Her new pitch, The Eggventurers, was a computer-animated show starring a whole gang of adventuring, anthropomorphic eggs. And you’ve probably figured out by now that YouTube loved it. It became a 13-episode YouTube Originals series produced in partnership with Canadian animation studio Mainframe.
Most of the protagonists of previous GoldieBlox videos have been girls—human ones, that is. A show starring a friendly bunch of eggs is certainly a departure. But according to Sterling, eggs are surprisingly relatable. They’re “just so universal,” she says. “Everyone around the world knows and recognizes an egg.”
Eggs as heroes helped make Eggventures—which Sterling says is “very gender neutral”—more accessible to a broad audience. So did keeping the quantity of dialog to a minimum rather than getting too talky.
The first episode of The Eggventurers, “Zombie Eggpocalypse,” premiered last week on YouTube, where it’s been viewed 1.8 million times so far. Sterling is the creator and executive producer. After years of channeling her artistic bent mostly into doodling, she’s achieved a lifelong dream inspired by her grandmother’s career in animation.
Rediscovering a pioneer
Now let’s talk more about Sterling Sturtevant, just because she and her work as a cartoon designer are worth celebrating. Back when Sturtevant aspired to enter the animation field, its disinterest in providing opportunities to women was downright official: “Women do not do any of the creative work in connection with preparing the cartoons for the screen, as that task is performed entirely by young men,” a Walt Disney Productions administrator helpfully explained to a female would-be trainee in a 1938 form letter. “For this reason, girls are not considered for the training school.”

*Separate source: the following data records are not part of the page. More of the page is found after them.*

mod common;

use common::*;
use histbeam::combiners::{CombineFn, TDigest};
use histbeam::memory::{HistoryBuilder, MemoryCellStore};
use histbeam::{Snapshot, SnapshotView, Timestamps};
use std::sync::Arc;

/// Nodes tagged `height=1..=n`, spread over many cells.
fn heights(n: i64) -> MemoryCellStore {
    let mut store = MemoryCellStore::default();
    for i in 1..=n {
        let height = i.to_string();
        store.insert(
            HistoryBuilder::node(i)
                .point(
                    100,
                    &[("height", height.as_str())],
                    (-179.5 + (i % 300) as f64, -60.0 + (i / 300) as f64),
                )
                .build(),
        );
    }
    store
}

fn height_of(s: &Snapshot) -> f64 {
    s.entity()
        .tag("height")
        .and_then(|h| h.parse().ok())
        .unwrap_or(f64::NAN)
}

#[test]
fn averages_and_sums() -> anyhow::Result<()> {
    let store = Arc::new(heights(100));
    for backend in all_backends(&store) {
        let values = SnapshotView::on(backend)
            .timestamps(Timestamps::single(100))
            .map(height_of);
        assert_eq!(values.sum()?, 5050.0);
        assert!((values.average()? - 50.5).abs() < 1e-12);
    }
    Ok(())
}

#[test]
fn average_of_nothing_is_nan() -> anyhow::Result<()> {
    let average = SnapshotView::on(sequential(Arc::new(town())))
        .timestamps(every_hundred())
        .osm_tag("shop")
        .map(|_: &Snapshot| 1.0)
        .average()?;
    assert!(average.is_nan());
    Ok(())
}

#[test]
fn estimated_quantiles_are_close() -> anyhow::Result<()> {
    let store = Arc::new(heights(1000));
    for backend in all_backends(&store) {
        let values = SnapshotView::on(backend)
            .timestamps(Timestamps::single(100))
            .map(height_of);
        let median = values.estimated_median()?;
        assert!((median - 500.5).abs() < 10.0, "median {median}");
        let q = values.estimated_quantiles(&[0.0, 0.9, 1.0])?;
        assert_eq!(q[0], 1.0);
        assert!((q[1] - 900.0).abs() < 15.0, "p90 {}", q[1]);
        assert_eq!(q[2], 1000.0);
        let p10 = values.estimated_quantile(0.1)?;
        assert!((p10 - 100.0).abs() < 15.0, "p10 {p10}");
    }
    Ok(())
}

#[test]
fn distinct_values() -> anyhow::Result<()> {
    let query = SnapshotView::on(sequential(Arc::new(town()))).timestamps(every_hundred());
    let amenities = query
        .osm_tag("amenity")
        .map(|s: &Snapshot| s.entity().tag("amenity").unwrap_or_default().to_string())
        .uniq()?;
    let mut amenities: Vec<String> = amenities.into_iter().collect();
    amenities.sort();
    assert_eq!(amenities, vec!["bench".to_string(), "cafe".to_string()]);
    assert_eq!(query.map(|s: &Snapshot| s.entity().id).count_uniq()?, 5);
    Ok(())
}

/// Longest entity name seen.
struct Longest;

impl CombineFn<String, Option<String>, Option<String>> for Longest {
    fn create(&self) -> Option<String> {
        None
    }

    fn add_input(&self, acc: &mut Option<String>, value: String) {
        if acc.as_ref().is_none_or(|a| value.len() > a.len()) {
            *acc = Some(value);
        }
    }

    fn merge(&self, acc: &mut Option<String>, other: Option<String>) {
        if let Some(value) = other {
            self.add_input(acc, value);
        }
    }

    fn finish(&self, acc: Option<String>) -> Option<String> {
        acc
    }
}

#[test]
fn custom_combiners() -> anyhow::Result<()> {
    let store = Arc::new(town());
    for backend in all_backends(&store) {
        let longest = SnapshotView::on(backend)
            .timestamps(every_hundred())
            .map(|s: &Snapshot| {
                s.entity()
                    .tags
                    .iter()
                    .map(|(k, v)| format!("{k}={v}"))
                    .collect::<Vec<_>>()
                    .join(";")
            })
            .combine(Longest)?;
        assert_eq!(longest.as_deref(), Some("amenity=cafe;name=Alte Bruecke"));
    }
    Ok(())
}

#[test]
fn digests_merge_like_one() {
    let mut left = TDigest::default();
    let mut right = TDigest::default();
    let mut whole = TDigest::default();
    for i in 0..5000 {
        let v = f64::from(i);
        whole.add(v);
        if i % 2 == 0 {
            left.add(v);
        } else {
            right.add(v);
        }
    }
    left.merge(&right);
    assert_eq!(left.count(), whole.count());
    for q in [0.25, 0.5, 0.75] {
        assert!((left.quantile(q) - whole.quantile(q)).abs() < 50.0, "q={q}");
    }
}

In truth, that policy wasn’t quite absolute. For instance, an animator named Retta Scott worked on Bambi. Bianca Majolie and Sylvia Moberly-Holland were Disney storyboard artists in the 1930s; in the 1940s, Mary Blair was an innovative color stylist. And after Sturtevant graduated from the Chouinard Art Institute in Los Angeles, her talent won her a job at the Disney studio, where she got her first screen credit for the story of Bone Bandit, a 1948 cartoon starring Pluto.
But Sturtevant really started to make her mark when she was hired by UPA, the relatively new studio famous for its modern, design-centric approach to animation. Among other contributions to its cartoons, she redesigned Mr. Magoo—initially a jowly, downright intimidating character—into the more endearing fellow we now recognize. Here’s When Magoo Flew, an Oscar-winning cartoon she designed.

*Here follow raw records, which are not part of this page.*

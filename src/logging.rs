//! Tracing subscriber setup.
//!
//! The engine only emits `tracing` events; installing a subscriber is up to the
//! caller. [`init`] installs a formatted subscriber filtered by `RUST_LOG`
//! (default `histbeam=info`) and is safe to call more than once.

use tracing_subscriber::EnvFilter;

pub fn init() {
    let filter =
        EnvFilter::try_from_default_env().unwrap_or_else(|_| EnvFilter::new("histbeam=info"));
    // try_init fails when a global subscriber already exists, which is fine.
    let _ = tracing_subscriber::fmt()
        .with_env_filter(filter)
        .try_init();
}
//! # Histbeam
//!
//! A **map-reduce query engine** over the full edit history of OpenStreetMap data,
//! partitioned into a hierarchical grid of cells. Histbeam lets you describe what
//! to extract with a fluent builder, then runs the query cell by cell on a
//! sequential, thread-parallel or distributed backend.
//!
//! ## Key Features
//!
//! - **Two views of history** - entity states at fixed instants ([`Snapshot`]) or
//!   individual edits between them ([`Contribution`])
//! - **Declarative query builder** - `map`, `flat_map`, `filter`, `group_by_entity`
//! - **Grouped aggregation** - by custom key, by timestamp, by sub-region, nested
//! - **Built-in reductions** - count, sum, average, distinct values, t-digest quantiles
//! - **Filter language** - `building=* and type:way`, optimized into cheap pre-filters
//! - **Interchangeable backends** - same results whatever the execution strategy
//! - **Lazy geometries** - clipping only happens for items someone actually inspects
//!
//! ## Quick Start
//!
//! ```
//! use histbeam::memory::{HistoryBuilder, MemoryCellIterator, MemoryCellStore};
//! use histbeam::{SequentialBackend, SnapshotView, Timestamps};
//! use std::sync::Arc;
//!
//! # fn main() -> histbeam::Result<()> {
//! let mut store = MemoryCellStore::default();
//! store.insert(
//!     HistoryBuilder::node(1)
//!         .point(100, &[("amenity", "cafe")], (8.68, 49.41))
//!         .build(),
//! );
//! let backend = Arc::new(SequentialBackend::new(Arc::new(store), Arc::new(MemoryCellIterator)));
//!
//! let cafes = SnapshotView::on(backend)
//!     .timestamps(Timestamps::new([50, 150])?)
//!     .filter_str("amenity=cafe")?
//!     .aggregate_by_timestamp()?
//!     .count()?;
//!
//! assert_eq!(cafes.get(&50), Some(&0));
//! assert_eq!(cafes.get(&150), Some(&1));
//! # Ok(())
//! # }
//! ```
//!
//! ## Core Concepts
//!
//! ### Views
//!
//! [`SnapshotView::on`] and [`ContributionView::on`] start a query on a backend.
//! The resulting [`MapReducer`] yields every matching root item until the
//! pipeline is extended.
//!
//! ### Pipelines
//!
//! - [`map`](MapReducer::map) - transform each value
//! - [`flat_map`](MapReducer::flat_map) - zero or more outputs per value
//! - [`filter`](MapReducer::filter) - keep values matching a predicate
//! - [`group_by_entity`](MapReducer::group_by_entity) - hand whole entity histories to later steps
//!
//! A pipeline of plain maps runs on a fast path with one output per item;
//! anything else is flattened. Both produce identical results.
//!
//! ### Aggregation
//!
//! - [`aggregate_by`](MapReducer::aggregate_by) - custom key per value
//! - [`aggregate_by_timestamp`](MapReducer::aggregate_by_timestamp) - query instant or interval
//! - [`aggregate_by_geometry`](MapReducer::aggregate_by_geometry) - sub-region, with clipping
//!
//! Nested aggregations produce [`CombinedIndex`] keys. Zerofill keys appear in
//! every grouped result, holding the reduction identity when nothing matched.
//!
//! ### Backends
//!
//! - [`SequentialBackend`] - one thread, lazily streamed results
//! - [`LocalParallelBackend`] - rayon over cells, cancelable with partial results
//! - [`DistributedBackend`] - one worker per [`Cluster`] node, optional timeout
//!
//! ## Logging
//!
//! Histbeam logs through `tracing`. Call [`logging::init`] once to install a
//! subscriber honoring `RUST_LOG`.

pub mod aggregator;
pub mod backend;
pub mod collaborator;
pub mod combiners;
pub mod config;
pub mod error;
pub mod filter;
pub mod geometry;
pub mod grid;
pub mod logging;
pub mod mapreducer;
pub mod memory;
pub mod osm;
pub mod splitter;
pub mod timestamps;
pub mod type_token;
pub mod view;

mod pipeline;
mod step;

// General re-exports
pub use aggregator::{CombinedIndex, Key, MapAggregator};
pub use backend::{
    Backend, CancellationToken, Cluster, ClusterNode, DistributedBackend, LocalParallelBackend,
    SequentialBackend,
};
pub use collaborator::{CellIterator, CellStore, DefaultTagInterpreter, TagInterpreter};
pub use combiners::{CombineFn, TDigest, WeightedValue};
pub use config::EngineConfig;
pub use error::{Error, Result};
pub use filter::FilterExpression;
pub use geometry::LazyGeometry;
pub use grid::{CellId, CellKey};
pub use mapreducer::{AreaOfInterest, ExecPath, MapReducer, ResultStream};
pub use osm::{EntityHistory, OsmEntity, OsmType, OsmTypeSet};
pub use pipeline::Grouping;
pub use splitter::GeometrySplitter;
pub use timestamps::{TimestampMs, Timestamps};
pub use view::{
    Contribution, ContributionType, ContributionTypes, ContributionView, EntityState, Snapshot,
    SnapshotView, View,
};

After leaving UPA, Sturtevant went to a small studio called Playhouse Pictures, which employed some of the industry’s top talent and specialized in the production of commercials—pretty clever ones that remain entertaining and stylish today.
At Playhouse, Sturtevant also designed some of the very first animation to feature Charles Schulz’s Peanuts kids, who starred in Ford commercials (and bits for The Tennessee Ernie Ford Show) years before the production of A Charlie Brown Christmas, their first holiday special. As recounted in Amid Amidi’s book Cartoon Modern, Schulz was a fan of her interpretation of his characters, saying that one commercial would benefit from “Sterling’s touch.”
Where Sturtevant might have taken her career if her untimely passing hadn’t cut it short, we’ll never know. The good news is that a lot of the animation she designed is available on YouTube—which is not only a platform for new creations such as The Eggventurers but also an endless trove of decades-old media that might otherwise remain nearly impossible to watch. Sixty years after Sturtevant’s death, animation fans and scholars are rediscovering her “immaculate design.”
You can imagine what that means to Debbie Sterling. “As a woman who always worked and studied in male dominated fields, to see someone like my grandmother start to get some recognition, it’s a really powerful thing,” she says. In a Medium post, Amy Sterling Casil—Sterling Sturtevant’s daughter and Debbie Sterling’s aunt—wrote that Sturtevant’s posthumous fame is bittersweet. But it’s still nice to see a pioneer get her due–even if it took far too long.